25/12/2025

ELÉTRON ELEKTRONO

 


ELÉTRON

Meio da noite, silêncio da madrugada,

o sol da metáfora incendeia. O açoite

da fantasia na diáspora do dilema

explode. Poesia se veste de poema: 

"(...) raia sanguínea e fresca a madrugada"

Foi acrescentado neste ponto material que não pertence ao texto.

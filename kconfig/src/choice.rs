//! Choices: groups of mutually exclusive symbols.

use std::cell::Cell;

use crate::{
    expr::{ExprRef, Item, SymbolId},
    menu::NodeId,
    tristate::{SymbolType, Tristate},
};

#[derive(Debug, Default)]
pub(crate) struct ChoiceCache {
    pub tri: Cell<Option<Tristate>>,
    pub vis: Cell<Option<Tristate>>,
    pub assignable: Cell<Option<&'static [Tristate]>>,
    pub selection: Cell<Option<Option<SymbolId>>>,
}

impl ChoiceCache {
    pub fn clear(&self) {
        self.tri.set(None);
        self.vis.set(None);
        self.assignable.set(None);
        self.selection.set(None);
    }

    pub fn is_populated(&self) -> bool {
        self.tri.get().is_some()
            || self.vis.get().is_some()
            || self.assignable.get().is_some()
            || self.selection.get().is_some()
    }
}

/// A `choice ... endchoice` block.
///
/// The choice value is its mode: `y` means exactly one member is `y`, `m`
/// lets tristate members be `m` independently and `n` disables them all.
#[derive(Debug)]
pub struct Choice {
    pub(crate) name: Option<String>,
    pub(crate) orig_type: SymbolType,
    pub(crate) nodes: Vec<NodeId>,
    pub(crate) syms: Vec<SymbolId>,
    pub(crate) defaults: Vec<(ExprRef, ExprRef)>,
    pub(crate) direct_dep: ExprRef,
    pub(crate) is_optional: bool,

    pub(crate) user_value: Option<Tristate>,
    pub(crate) user_selection: Option<SymbolId>,

    pub(crate) dependents: Vec<Item>,
    pub(crate) cache: ChoiceCache,
    pub(crate) visited: Cell<u8>,
    pub(crate) was_set: bool,
}

impl Choice {
    pub(crate) fn new(name: Option<String>, n: &ExprRef) -> Self {
        Self {
            name,
            orig_type: SymbolType::Unknown,
            nodes: Vec::new(),
            syms: Vec::new(),
            defaults: Vec::new(),
            direct_dep: n.clone(),
            is_optional: false,
            user_value: None,
            user_selection: None,
            dependents: Vec::new(),
            cache: ChoiceCache::default(),
            visited: Cell::new(0),
            was_set: false,
        }
    }

    pub fn name(&self) -> Option<&str> {
        self.name.as_deref()
    }

    pub fn orig_type(&self) -> SymbolType {
        self.orig_type
    }

    pub fn nodes(&self) -> &[NodeId] {
        &self.nodes
    }

    /// Member symbols in definition order.
    pub fn syms(&self) -> &[SymbolId] {
        &self.syms
    }

    /// `(symbol, condition)` pairs from `default` lines.
    pub fn defaults(&self) -> &[(ExprRef, ExprRef)] {
        &self.defaults
    }

    pub fn direct_dep(&self) -> &ExprRef {
        &self.direct_dep
    }

    pub fn is_optional(&self) -> bool {
        self.is_optional
    }

    /// Mode assigned by the user.
    pub fn user_value(&self) -> Option<Tristate> {
        self.user_value
    }

    /// Member the user set to `y` most recently.
    pub fn user_selection(&self) -> Option<SymbolId> {
        self.user_selection
    }

    pub fn dependents(&self) -> &[Item] {
        &self.dependents
    }
}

estou em mim de mim presente, mas saio.

Autor pressente o raio - faísca de duas ideias -

nunca antes formaram par, enfim,

com esse raio cai o poema em si,

cai o pano - o poema é sempre tecido

para ser dilema. Sem nunca antes ter sido,

nasce num átimo. Como o instante

sabe se está ótimo: o leitor o cante

como elétron no átomo cintila e rasga o fino

vaporoso véu do instante. Se cantado, vira hino

em sua métrica ligeira e, galopante, corre, menino,

para quem o queira - poema, menino gigante!


ELEKTRONO

Meze de la nokto silento de frumateno

la sun' de l' metafor' bruliĝas. La skurĝon

de l' fantazi' en la diaspor' de l' dilemo

eksplodas. Poezio sin vestas de poemo: 

"radias sanga kaj freŝa la frumateno"

mi ĉeestas en mi, sed foriras.

Aŭtoro antsentas la radion  - sparko de du ideoj -

neniam antaŭe iĝis paro, fine,

simile al tiu radi' la poemo falas en si

finfine la poemo estas ĉiam teksaĵo

sen dilemo estinte neniam antaŭe

naskiĝas subite kaj ajnamomente

scias, ĉu bonegas: la leganto kantu ĝin 

kia elektrono en atomo trem-brile disŝiras la mincan

diafanan vual' de l' momento. Kantite, iĝas hinno

per fulma metriko galopas, kuras, knabo,

al kiu ĝin volu - poemo, giganta knabo!